Recent trends in general practice structure may have an impact on future patient care in Australia, according to the authors of a Perspective published today by the Medical Journal of Australia.
Dr Caroline de Moel-Mandel and Professor Vijaya Sundararajan, both from La Trobe University’s Department of Public Health, wrote that “the organisational structure of general practice in Australia has changed considerably since the late 1990s”.
“At present, 2 per cent of Australian GPs work in solo private practices, while 20 per cent of full-time GPs and 33 per cent of part-time GPs are employed in large practices with six or more GPs,” the authors wrote.
“Practice ownership levels have changed as well.
“In 2020, 25 per cent of Australian GPs were practice owners, a decline from 35 per cent in 2008. Factors such as management responsibilities, financial burdens and a lack of work-life balance seem to discourage practice ownership.
“Concurrently, commercial ownership models emerged, ranging from ownership by other health professionals to corporate groups of publicly listed companies, with shareholders having little or no involvement in patient care or practice management,” they wrote.
“In 2000, there were six corporate groups; by 2020, two remained, which operate over 400 medical centres.
“Survey data from 2020 indicate that approximately 16 per cent of GPs work in corporate-owned practices. Co-located services increased as well. In 2016, 81 per cent of practices had pathology services on location versus 49 per cent in 2010; for imaging, these figures are 30 per cent versus 15 per cent and for physiotherapy 50 per cent versus 29 per cent respectively.”

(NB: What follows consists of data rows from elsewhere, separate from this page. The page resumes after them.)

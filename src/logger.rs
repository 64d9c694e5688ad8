use chrono::Local;
use fern::Dispatch;
use log::LevelFilter;
use std::fs;

// Define where to store logs
const LOG_DIR: &str = "logs";
const LOG_FILE: &str = "system.log";

/// Initializes the global logger.
///
/// This function should be called once at the very beginning of the
/// application's `main` function.
///
/// Log level is controlled by the `RUST_LOG` environment variable.
/// Example: `RUST_LOG=info cargo run`
///
/// If `RUST_LOG` is not set, it defaults to `info`.
/// Logs will be written to `logs/workflow_loader.log` and the console.
pub fn init() {
    if let Err(e) = fs::create_dir_all(LOG_DIR) {
        eprintln!("Failed to create log directory at '{}': {}", LOG_DIR, e);
    }

    let log_file_path = format!("{}/{}", LOG_DIR, LOG_FILE);

    // Get the log level from RUST_LOG, defaulting to "info" (RUST_LOG=debug or RUST_LOG=warn)
    let log_level = std::env::var("RUST_LOG").unwrap_or_else(|_| "info".to_string());

    let log_level_filter = log_level.parse::<LevelFilter>().unwrap_or(LevelFilter::Info);

    let base_config = Dispatch::new().level(log_level_filter).level_for("serde", LevelFilter::Warn).level_for("uuid", LevelFilter::Warn);

    let console_config = Dispatch::new()
        .format(|out, message, record| {
            // Use fern's colored formatting
            let colors = fern::colors::ColoredLevelConfig::new()
                .error(fern::colors::Color::Red)
                .warn(fern::colors::Color::Yellow)
                .info(fern::colors::Color::Green)
                .debug(fern::colors::Color::Blue)
                .trace(fern::colors::Color::BrightBlack);

            out.finish(format_args!(
                "[{} {} {}] {}",
                Local::now().format("%Y-%m-%d %H:%M:%S"),
                colors.color(record.level()),
                record.target(),
                message
            ))
        })
        .chain(std::io::stderr());

    let file_config = Dispatch::new()
        .format(|out, message, record| {
            out.finish(format_args!("[{} {} {}] {}", Local::now().format("%Y-%m-%d %H:%M:%S"), record.level(), record.target(), message))
        })
        .chain(fern::log_file(&log_file_path).unwrap_or_else(|e| {
            eprintln!("Failed to open log file '{}': {}", log_file_path, e);
            fern::log_file("/dev/stderr").expect("Failed to open stderr as fallback")
        }));

    base_config
        .chain(console_config) // Log to console
        .chain(file_config) // Log to file
        .apply()
        .unwrap_or_else(|e| {
            eprintln!("Failed to apply logger configuration: {}", e);
        });

    log::info!("Logger initialized. Logging to console and '{}'.", log_file_path);
}
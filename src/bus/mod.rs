use tokio::sync::broadcast;

use crate::model::{NodeId, NodeStatus, SessionId};

/// Lifecycle events exchanged between the Distributor, the Session Map, and
/// external collaborators. Consumed: `NodeStatus`, `NodeDrainComplete`,
/// `SessionClosed`. Produced: `NodeAdded`, `NodeRemoved`, `NodeRejected`.
#[derive(Debug, Clone)]
pub enum Event {
    NodeStatus(NodeStatus),
    NodeDrainComplete(NodeId),
    SessionClosed(SessionId),
    NodeAdded(NodeId),
    NodeRemoved(NodeId),
    NodeRejected(String),
}

/// Pub/sub of node and session lifecycle events. The concrete transport
/// (message broker, in-process channel, ...) is an external collaborator;
/// this crate ships `LocalEventBus`, an in-process broadcast channel,
/// sufficient to run and test the core end-to-end.
pub trait EventBus: Send + Sync {
    fn publish(&self, event: Event);
    fn subscribe(&self) -> broadcast::Receiver<Event>;
    fn is_ready(&self) -> bool;
}

/// In-process broadcast-channel bus. Handlers subscribe and run on whatever
/// task polls the receiver.
pub struct LocalEventBus {
    sender: broadcast::Sender<Event>,
}

impl LocalEventBus {
    pub fn new() -> Self {
        let (sender, _) = broadcast::channel(1024);
        LocalEventBus { sender }
    }
}

impl Default for LocalEventBus {
    fn default() -> Self {
        Self::new()
    }
}

impl EventBus for LocalEventBus {
    fn publish(&self, event: Event) {
        // No subscribers is not an error: events are best-effort fan-out.
        let _ = self.sender.send(event);
    }

    fn subscribe(&self) -> broadcast::Receiver<Event> {
        self.sender.subscribe()
    }

    fn is_ready(&self) -> bool {
        true
    }
}
use std::collections::BTreeMap;

use serde::{Deserialize, Serialize};
use serde_json::Value;

/// The distinguished capability key the rarity prefilter buckets on.
pub const BROWSER_NAME_KEY: &str = "browserName";

/// An opaque, immutable mapping of capability keys to JSON-like values.
#[derive(Debug, Clone, PartialEq, Serialize, Deserialize, Default)]
#[serde(transparent)]
pub struct Capabilities(BTreeMap<String, Value>);

impl Capabilities {
    pub fn new() -> Self {
        Self::default()
    }

    pub fn from_map(map: BTreeMap<String, Value>) -> Self {
        Capabilities(map)
    }

    pub fn with(mut self, key: impl Into<String>, value: impl Into<Value>) -> Self {
        self.0.insert(key.into(), value.into());
        self
    }

    pub fn get(&self, key: &str) -> Option<&Value> {
        self.0.get(key)
    }

    /// The `browserName` capability, if requested.
    pub fn browser_name(&self) -> Option<&str> {
        self.get(BROWSER_NAME_KEY).and_then(Value::as_str)
    }

    pub fn is_empty(&self) -> bool {
        self.0.is_empty()
    }
}

/// A capability template a node advertises as "I can serve sessions matching this".
#[derive(Debug, Clone, PartialEq, Serialize, Deserialize)]
pub struct Stereotype {
    pub capabilities: Capabilities,
    /// Total slots this stereotype can serve concurrently.
    pub slots: u32,
}

impl Stereotype {
    pub fn new(capabilities: Capabilities, slots: u32) -> Self {
        Self { capabilities, slots }
    }

    pub fn browser_name(&self) -> Option<&str> {
        self.capabilities.browser_name()
    }

    /// Whether this stereotype's capabilities satisfy the requested ones.
    ///
    /// Every key requested must be present with an equal value; a stereotype
    /// may advertise additional keys the request does not ask for.
    pub fn matches(&self, requested: &Capabilities) -> bool {
        requested.0.iter().all(|(k, v)| self.capabilities.0.get(k) == Some(v))
    }
}

#[cfg(test)]
mod tests {
    use super::*;

    #[test]
    fn browser_name_reads_distinguished_key() {
        let caps = Capabilities::new().with(BROWSER_NAME_KEY, "chrome");
        assert_eq!(caps.browser_name(), Some("chrome"));
    }

    #[test]
    fn stereotype_matches_requires_exact_value_equality() {
        let stereotype = Stereotype::new(Capabilities::new().with("browserName", "chrome").with("platform", "linux"), 2);
        let request = Capabilities::new().with("browserName", "chrome");
        assert!(stereotype.matches(&request));

        let mismatched = Capabilities::new().with("browserName", "firefox");
        assert!(!stereotype.matches(&mismatched));
    }
}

Dr De Moel-Mandel and Professor Sundararajan wrote that there were four areas in which the size and model of GP practice ownership had impact:
* Impact on access to care – “Access may be affected when multiple smaller practices conglomerate into larger, more centrally located practices, especially for people residing in regional and remote areas where there are already fewer GPs per person”;
* Impact on continuity of care – “In larger practices, the ‘usual GP’ was often replaced by ‘usual practice’, resulting in patients consulting GPs they had never met before”;
* Impact on quality of care – “Research suggests that the quality of corporatised GP services may be worse compared with care delivered by traditional providers”; and
* Impact on health expenditure – “It has been argued that the observed increase might
be associated with the practice of overservicing to meet income targets, or with GPs over-referring to commercially related and co-located services”.
The authors concluded that more research was vital to understand the full effects of the changes in GP size and ownership models on patient care.
“While there is little Australian evidence that worse clinical care is delivered in privately or corporate-owned general practices, there is also no evidence that care is better.
“Hence, if general practice in Australia is to navigate the future changes in practice size, ownership and increasingly co-located service organisation, more Australian research and potentially regulation are needed to track and control what this means for patient care in terms not only of patient experience but also for health outcomes in general practice.”